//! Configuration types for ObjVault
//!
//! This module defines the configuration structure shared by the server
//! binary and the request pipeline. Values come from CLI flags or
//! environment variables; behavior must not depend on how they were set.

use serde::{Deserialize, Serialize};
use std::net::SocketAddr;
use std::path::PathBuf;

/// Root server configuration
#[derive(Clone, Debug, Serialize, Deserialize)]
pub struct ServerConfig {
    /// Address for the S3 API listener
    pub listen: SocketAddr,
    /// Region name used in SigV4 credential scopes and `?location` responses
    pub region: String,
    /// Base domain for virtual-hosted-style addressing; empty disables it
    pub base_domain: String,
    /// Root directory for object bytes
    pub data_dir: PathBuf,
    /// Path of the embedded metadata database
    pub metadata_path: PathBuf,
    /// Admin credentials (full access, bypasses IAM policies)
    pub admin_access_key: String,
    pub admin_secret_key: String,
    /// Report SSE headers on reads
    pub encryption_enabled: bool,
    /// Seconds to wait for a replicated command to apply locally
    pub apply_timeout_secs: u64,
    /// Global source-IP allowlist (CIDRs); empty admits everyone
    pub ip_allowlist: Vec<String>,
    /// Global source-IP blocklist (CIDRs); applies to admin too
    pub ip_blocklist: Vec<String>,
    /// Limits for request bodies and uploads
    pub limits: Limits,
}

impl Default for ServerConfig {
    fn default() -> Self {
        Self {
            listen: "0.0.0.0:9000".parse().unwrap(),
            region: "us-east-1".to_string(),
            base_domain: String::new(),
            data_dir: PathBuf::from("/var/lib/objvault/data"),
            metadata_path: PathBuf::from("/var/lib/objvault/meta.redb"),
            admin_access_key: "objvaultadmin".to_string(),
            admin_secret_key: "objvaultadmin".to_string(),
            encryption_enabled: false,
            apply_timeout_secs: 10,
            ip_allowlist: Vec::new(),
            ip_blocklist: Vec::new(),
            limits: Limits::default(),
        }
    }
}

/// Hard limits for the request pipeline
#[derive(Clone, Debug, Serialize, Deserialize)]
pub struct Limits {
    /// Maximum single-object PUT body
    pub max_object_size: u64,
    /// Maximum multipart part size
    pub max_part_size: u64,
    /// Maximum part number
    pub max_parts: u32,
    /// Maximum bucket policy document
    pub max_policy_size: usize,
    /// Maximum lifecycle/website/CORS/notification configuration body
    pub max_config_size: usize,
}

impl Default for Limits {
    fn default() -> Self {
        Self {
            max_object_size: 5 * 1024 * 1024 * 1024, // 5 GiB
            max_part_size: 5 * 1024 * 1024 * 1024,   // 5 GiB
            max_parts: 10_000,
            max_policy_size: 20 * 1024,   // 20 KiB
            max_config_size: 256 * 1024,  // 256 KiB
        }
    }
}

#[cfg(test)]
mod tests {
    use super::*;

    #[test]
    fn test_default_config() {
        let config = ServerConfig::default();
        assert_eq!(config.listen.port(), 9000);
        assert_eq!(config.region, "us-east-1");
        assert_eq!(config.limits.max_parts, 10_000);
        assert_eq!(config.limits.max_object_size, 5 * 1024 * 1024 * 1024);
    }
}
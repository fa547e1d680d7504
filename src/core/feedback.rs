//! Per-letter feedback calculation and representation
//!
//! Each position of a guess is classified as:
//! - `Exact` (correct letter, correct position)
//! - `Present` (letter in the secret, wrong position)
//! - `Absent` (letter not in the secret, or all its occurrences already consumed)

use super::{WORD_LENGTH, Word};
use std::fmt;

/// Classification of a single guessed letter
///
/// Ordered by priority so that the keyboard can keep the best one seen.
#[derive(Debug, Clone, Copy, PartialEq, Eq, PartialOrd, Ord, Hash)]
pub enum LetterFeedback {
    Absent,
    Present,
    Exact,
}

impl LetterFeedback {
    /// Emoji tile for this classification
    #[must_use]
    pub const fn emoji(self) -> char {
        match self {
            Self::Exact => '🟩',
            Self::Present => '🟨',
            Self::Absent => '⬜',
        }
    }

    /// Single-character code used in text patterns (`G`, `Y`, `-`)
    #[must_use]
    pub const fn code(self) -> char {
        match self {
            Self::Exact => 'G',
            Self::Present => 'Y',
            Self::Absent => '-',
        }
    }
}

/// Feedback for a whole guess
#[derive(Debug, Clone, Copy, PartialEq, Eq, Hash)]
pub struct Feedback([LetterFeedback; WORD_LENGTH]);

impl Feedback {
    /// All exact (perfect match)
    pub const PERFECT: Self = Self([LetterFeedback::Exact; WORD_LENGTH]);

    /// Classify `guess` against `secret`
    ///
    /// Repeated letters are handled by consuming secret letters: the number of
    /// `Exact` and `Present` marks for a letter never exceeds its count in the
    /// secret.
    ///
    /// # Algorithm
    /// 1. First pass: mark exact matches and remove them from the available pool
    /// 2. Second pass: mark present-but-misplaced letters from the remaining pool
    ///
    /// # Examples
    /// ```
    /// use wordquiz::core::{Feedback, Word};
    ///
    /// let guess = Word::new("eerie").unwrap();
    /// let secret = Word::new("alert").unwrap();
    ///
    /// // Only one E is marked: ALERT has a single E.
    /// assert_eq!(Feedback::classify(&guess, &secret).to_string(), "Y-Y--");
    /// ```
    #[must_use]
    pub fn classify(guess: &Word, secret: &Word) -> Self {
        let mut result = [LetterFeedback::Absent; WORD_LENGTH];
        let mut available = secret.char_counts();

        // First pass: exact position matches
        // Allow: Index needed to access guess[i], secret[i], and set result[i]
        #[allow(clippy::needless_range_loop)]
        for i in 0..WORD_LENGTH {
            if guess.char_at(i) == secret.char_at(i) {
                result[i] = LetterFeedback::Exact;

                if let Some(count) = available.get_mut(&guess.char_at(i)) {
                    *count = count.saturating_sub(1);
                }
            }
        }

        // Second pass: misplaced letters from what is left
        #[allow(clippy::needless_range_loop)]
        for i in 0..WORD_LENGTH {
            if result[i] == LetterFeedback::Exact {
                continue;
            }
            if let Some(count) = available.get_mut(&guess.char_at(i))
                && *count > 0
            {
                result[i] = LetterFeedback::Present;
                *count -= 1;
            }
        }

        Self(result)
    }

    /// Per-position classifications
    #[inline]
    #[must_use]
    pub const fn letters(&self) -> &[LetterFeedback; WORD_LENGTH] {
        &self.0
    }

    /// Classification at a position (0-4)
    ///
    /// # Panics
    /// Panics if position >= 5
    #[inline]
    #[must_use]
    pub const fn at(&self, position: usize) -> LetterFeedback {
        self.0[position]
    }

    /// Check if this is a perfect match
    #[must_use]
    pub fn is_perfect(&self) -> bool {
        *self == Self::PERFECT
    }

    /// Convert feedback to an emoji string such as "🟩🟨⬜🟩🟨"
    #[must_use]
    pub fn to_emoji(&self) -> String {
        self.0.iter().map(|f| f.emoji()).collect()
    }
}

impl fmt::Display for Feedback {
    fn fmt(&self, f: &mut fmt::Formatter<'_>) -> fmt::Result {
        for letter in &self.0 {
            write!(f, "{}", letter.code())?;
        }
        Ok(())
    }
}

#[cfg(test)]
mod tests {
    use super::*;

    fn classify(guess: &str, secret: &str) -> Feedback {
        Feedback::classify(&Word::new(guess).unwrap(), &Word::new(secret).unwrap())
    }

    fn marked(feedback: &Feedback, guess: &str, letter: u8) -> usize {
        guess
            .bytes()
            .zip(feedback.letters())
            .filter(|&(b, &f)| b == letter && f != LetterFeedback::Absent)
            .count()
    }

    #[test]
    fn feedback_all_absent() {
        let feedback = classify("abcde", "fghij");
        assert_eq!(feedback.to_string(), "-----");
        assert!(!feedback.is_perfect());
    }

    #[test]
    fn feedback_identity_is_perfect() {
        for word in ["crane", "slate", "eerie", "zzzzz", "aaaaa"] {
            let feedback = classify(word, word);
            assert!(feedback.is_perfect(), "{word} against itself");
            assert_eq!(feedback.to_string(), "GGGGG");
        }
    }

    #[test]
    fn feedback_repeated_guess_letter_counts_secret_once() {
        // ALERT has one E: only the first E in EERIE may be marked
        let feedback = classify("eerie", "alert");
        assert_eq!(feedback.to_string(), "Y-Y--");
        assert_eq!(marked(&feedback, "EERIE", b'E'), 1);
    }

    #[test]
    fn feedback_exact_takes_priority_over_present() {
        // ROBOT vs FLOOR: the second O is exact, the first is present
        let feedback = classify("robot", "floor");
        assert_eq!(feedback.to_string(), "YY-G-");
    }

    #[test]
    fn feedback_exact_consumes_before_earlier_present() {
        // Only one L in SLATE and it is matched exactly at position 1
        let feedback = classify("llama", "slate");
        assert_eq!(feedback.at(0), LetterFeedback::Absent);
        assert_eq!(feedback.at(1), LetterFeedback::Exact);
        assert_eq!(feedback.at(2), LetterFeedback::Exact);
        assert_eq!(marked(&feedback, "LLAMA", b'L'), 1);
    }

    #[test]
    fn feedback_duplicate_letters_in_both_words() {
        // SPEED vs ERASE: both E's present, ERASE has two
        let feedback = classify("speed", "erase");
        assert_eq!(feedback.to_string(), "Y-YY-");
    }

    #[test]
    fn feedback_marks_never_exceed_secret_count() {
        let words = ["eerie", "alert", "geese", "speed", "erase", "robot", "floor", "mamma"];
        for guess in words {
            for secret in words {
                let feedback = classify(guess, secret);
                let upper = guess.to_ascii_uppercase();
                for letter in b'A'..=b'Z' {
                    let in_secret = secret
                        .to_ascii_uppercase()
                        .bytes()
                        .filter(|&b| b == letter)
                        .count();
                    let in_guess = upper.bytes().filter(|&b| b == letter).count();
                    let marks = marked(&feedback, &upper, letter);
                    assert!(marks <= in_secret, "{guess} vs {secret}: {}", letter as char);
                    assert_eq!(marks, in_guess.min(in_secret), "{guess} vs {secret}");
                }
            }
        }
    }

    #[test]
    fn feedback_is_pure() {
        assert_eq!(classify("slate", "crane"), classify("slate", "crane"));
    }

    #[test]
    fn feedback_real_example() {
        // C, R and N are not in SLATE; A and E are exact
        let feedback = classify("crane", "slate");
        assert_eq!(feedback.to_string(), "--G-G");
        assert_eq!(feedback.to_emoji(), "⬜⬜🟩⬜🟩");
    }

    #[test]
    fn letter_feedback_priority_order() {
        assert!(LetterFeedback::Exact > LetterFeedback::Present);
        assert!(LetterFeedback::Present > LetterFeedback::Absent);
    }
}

- - - - - - -

> **WHAT YOU HAVE TO DO**: Set down, exactly as they stand above, the lines starting with the line with "result[i] = LetterFeedback::Present;" and going on through the line with "impl fmt::Display for", and no others.

> **ANSWER FOR THIS EXERCISE**:
                result[i] = LetterFeedback::Present;
                *count -= 1;
            }
        }

        Self(result)
    }

    /// Per-position classifications
    #[inline]
    #[must_use]
    pub const fn letters(&self) -> &[LetterFeedback; WORD_LENGTH] {
        &self.0
    }

    /// Classification at a position (0-4)
    ///
    /// # Panics
    /// Panics if position >= 5
    #[inline]
    #[must_use]
    pub const fn at(&self, position: usize) -> LetterFeedback {
        self.0[position]
    }

    /// Check if this is a perfect match
    #[must_use]
    pub fn is_perfect(&self) -> bool {
        *self == Self::PERFECT
    }

    /// Convert feedback to an emoji string such as "🟩🟨⬜🟩🟨"
    #[must_use]
    pub fn to_emoji(&self) -> String {
        self.0.iter().map(|f| f.emoji()).collect()
    }
}

impl fmt::Display for Feedback {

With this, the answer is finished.